- [Work order]:
Up through the line that contains "Builder: add scaling", retype the entries exactly, beginning at the very first line.

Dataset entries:
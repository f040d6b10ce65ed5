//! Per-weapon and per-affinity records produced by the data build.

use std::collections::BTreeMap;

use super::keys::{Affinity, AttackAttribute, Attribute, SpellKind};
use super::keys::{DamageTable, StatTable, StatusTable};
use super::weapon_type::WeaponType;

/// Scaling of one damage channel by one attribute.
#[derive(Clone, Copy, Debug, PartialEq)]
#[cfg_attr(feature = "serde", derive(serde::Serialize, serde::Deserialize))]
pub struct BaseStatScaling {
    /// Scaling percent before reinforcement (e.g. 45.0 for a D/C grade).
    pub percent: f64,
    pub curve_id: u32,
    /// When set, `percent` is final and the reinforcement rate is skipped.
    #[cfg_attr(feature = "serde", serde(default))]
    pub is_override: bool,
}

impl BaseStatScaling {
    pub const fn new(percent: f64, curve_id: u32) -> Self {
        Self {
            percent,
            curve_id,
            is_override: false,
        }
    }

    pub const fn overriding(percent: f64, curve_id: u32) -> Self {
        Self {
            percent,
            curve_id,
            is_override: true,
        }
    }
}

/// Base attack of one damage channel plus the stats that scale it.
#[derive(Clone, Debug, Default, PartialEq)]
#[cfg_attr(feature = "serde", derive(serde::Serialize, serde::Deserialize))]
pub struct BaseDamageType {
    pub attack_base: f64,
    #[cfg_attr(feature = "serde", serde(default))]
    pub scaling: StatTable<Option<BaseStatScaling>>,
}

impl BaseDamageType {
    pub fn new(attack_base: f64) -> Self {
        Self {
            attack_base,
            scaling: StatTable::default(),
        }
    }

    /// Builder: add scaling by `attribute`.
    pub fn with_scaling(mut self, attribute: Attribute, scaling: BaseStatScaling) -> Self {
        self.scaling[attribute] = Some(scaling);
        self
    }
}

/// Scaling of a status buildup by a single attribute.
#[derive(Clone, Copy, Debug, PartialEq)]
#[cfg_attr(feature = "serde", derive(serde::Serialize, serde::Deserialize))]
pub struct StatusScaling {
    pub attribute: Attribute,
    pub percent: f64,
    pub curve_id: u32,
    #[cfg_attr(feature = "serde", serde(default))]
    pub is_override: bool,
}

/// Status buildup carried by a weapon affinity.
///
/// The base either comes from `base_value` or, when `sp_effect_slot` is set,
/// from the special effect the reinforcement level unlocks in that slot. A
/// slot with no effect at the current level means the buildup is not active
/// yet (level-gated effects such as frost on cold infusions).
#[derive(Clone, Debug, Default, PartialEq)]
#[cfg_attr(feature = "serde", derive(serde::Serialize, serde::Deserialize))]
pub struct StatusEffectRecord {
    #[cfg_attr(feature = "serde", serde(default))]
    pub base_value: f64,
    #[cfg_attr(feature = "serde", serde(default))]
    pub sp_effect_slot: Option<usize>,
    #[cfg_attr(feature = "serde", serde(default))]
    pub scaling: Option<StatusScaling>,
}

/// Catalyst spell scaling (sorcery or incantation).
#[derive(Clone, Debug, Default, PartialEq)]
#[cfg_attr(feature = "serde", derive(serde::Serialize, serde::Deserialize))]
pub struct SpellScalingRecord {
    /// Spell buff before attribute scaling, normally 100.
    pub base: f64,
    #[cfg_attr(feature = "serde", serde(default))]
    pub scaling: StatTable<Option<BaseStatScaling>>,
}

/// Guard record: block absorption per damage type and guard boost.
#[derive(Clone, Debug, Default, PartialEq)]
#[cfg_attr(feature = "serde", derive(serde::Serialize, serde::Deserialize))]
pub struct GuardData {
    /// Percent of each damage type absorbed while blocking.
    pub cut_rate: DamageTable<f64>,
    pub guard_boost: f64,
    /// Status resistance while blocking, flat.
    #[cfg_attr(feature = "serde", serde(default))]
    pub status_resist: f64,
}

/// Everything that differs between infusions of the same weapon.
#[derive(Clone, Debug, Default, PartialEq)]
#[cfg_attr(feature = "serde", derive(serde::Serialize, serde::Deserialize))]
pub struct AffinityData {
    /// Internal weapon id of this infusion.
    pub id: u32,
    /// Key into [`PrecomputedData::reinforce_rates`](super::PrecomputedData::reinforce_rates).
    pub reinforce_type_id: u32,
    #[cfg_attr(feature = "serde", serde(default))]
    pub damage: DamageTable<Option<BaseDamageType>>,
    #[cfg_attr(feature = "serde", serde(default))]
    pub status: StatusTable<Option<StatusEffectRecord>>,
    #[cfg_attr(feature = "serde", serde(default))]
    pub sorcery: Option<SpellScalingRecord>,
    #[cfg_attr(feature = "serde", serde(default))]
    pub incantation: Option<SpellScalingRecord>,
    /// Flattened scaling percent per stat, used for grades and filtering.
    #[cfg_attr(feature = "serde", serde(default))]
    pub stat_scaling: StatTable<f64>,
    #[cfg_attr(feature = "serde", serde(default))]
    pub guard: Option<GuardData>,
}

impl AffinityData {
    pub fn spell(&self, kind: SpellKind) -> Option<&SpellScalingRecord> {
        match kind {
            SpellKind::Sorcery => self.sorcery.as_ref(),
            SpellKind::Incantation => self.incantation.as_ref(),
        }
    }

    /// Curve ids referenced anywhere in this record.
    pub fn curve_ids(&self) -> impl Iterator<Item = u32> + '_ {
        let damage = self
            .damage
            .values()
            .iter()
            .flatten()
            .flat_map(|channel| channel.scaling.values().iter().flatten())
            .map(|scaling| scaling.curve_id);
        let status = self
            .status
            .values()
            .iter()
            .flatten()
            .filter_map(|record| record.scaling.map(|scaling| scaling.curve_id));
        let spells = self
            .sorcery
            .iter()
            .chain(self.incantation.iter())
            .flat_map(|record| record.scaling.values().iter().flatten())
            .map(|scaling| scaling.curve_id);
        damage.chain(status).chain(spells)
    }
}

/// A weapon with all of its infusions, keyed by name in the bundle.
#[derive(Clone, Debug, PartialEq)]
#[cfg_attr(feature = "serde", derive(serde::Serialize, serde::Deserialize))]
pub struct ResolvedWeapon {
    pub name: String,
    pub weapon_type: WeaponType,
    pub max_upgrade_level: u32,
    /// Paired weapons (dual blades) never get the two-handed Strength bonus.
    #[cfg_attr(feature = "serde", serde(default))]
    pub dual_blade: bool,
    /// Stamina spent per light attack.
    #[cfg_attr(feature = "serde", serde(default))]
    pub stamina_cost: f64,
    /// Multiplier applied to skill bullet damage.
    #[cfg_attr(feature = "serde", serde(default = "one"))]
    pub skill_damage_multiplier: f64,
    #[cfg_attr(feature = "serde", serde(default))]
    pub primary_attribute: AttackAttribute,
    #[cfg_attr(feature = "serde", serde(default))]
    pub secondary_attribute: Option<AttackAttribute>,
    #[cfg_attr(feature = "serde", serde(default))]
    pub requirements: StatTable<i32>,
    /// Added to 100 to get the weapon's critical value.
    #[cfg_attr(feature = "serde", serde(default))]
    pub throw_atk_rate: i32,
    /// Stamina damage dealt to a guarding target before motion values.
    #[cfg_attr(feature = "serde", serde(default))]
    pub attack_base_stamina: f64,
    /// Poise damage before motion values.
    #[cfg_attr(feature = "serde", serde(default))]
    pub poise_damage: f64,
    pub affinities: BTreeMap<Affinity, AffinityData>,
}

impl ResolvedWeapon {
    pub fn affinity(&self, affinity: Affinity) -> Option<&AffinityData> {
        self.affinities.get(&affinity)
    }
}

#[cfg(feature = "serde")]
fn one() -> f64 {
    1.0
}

- [Task output]:
repository f040d6b10ce65ed5
//! Per-weapon and per-affinity records produced by the data build.

use std::collections::BTreeMap;

use super::keys::{Affinity, AttackAttribute, Attribute, SpellKind};
use super::keys::{DamageTable, StatTable, StatusTable};
use super::weapon_type::WeaponType;

/// Scaling of one damage channel by one attribute.
#[derive(Clone, Copy, Debug, PartialEq)]
#[cfg_attr(feature = "serde", derive(serde::Serialize, serde::Deserialize))]
pub struct BaseStatScaling {
    /// Scaling percent before reinforcement (e.g. 45.0 for a D/C grade).
    pub percent: f64,
    pub curve_id: u32,
    /// When set, `percent` is final and the reinforcement rate is skipped.
    #[cfg_attr(feature = "serde", serde(default))]
    pub is_override: bool,
}

impl BaseStatScaling {
    pub const fn new(percent: f64, curve_id: u32) -> Self {
        Self {
            percent,
            curve_id,
            is_override: false,
        }
    }

    pub const fn overriding(percent: f64, curve_id: u32) -> Self {
        Self {
            percent,
            curve_id,
            is_override: true,
        }
    }
}

/// Base attack of one damage channel plus the stats that scale it.
#[derive(Clone, Debug, Default, PartialEq)]
#[cfg_attr(feature = "serde", derive(serde::Serialize, serde::Deserialize))]
pub struct BaseDamageType {
    pub attack_base: f64,
    #[cfg_attr(feature = "serde", serde(default))]
    pub scaling: StatTable<Option<BaseStatScaling>>,
}

impl BaseDamageType {
    pub fn new(attack_base: f64) -> Self {
        Self {
            attack_base,
            scaling: StatTable::default(),
        }
    }

    /// Builder: add scaling by `attribute`.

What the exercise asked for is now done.